*** Provided data ***

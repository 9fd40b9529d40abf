use crate::file_processor::FileProcessorError;
use crate::logging::codes;
use crate::scanner::ScanError;

/// Pipeline processing errors
#[derive(Debug, thiserror::Error)]
pub enum PipelineError {
    #[error("File processing failed: {0}")]
    FileProcessing(#[from] FileProcessorError),

    #[error("Scan failed: {0}")]
    Scan(#[from] ScanError),

    #[error("Output serialization failed: {0}")]
    Serialization(#[from] serde_json::Error),

    #[error("Pipeline error: {message}")]
    Pipeline { message: String },
}

impl PipelineError {
    pub fn pipeline_error(message: &str) -> Self {
        Self::Pipeline {
            message: message.to_string(),
        }
    }

    pub fn error_code(&self) -> crate::logging::Code {
        match self {
            PipelineError::FileProcessing(error) => error.error_code(),
            PipelineError::Scan(error) => error.error_code(),
            PipelineError::Serialization(_) => codes::output::SERIALIZATION_FAILED,
            PipelineError::Pipeline { .. } => codes::system::INTERNAL_ERROR,
        }
    }
}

*** End of Provided data ***

What you are asked to do: Gather each line in the entries above where the string "from" is found.

Expected output:
    FileProcessing(#[from] FileProcessorError),
    Scan(#[from] ScanError),
    Serialization(#[from] serde_json::Error),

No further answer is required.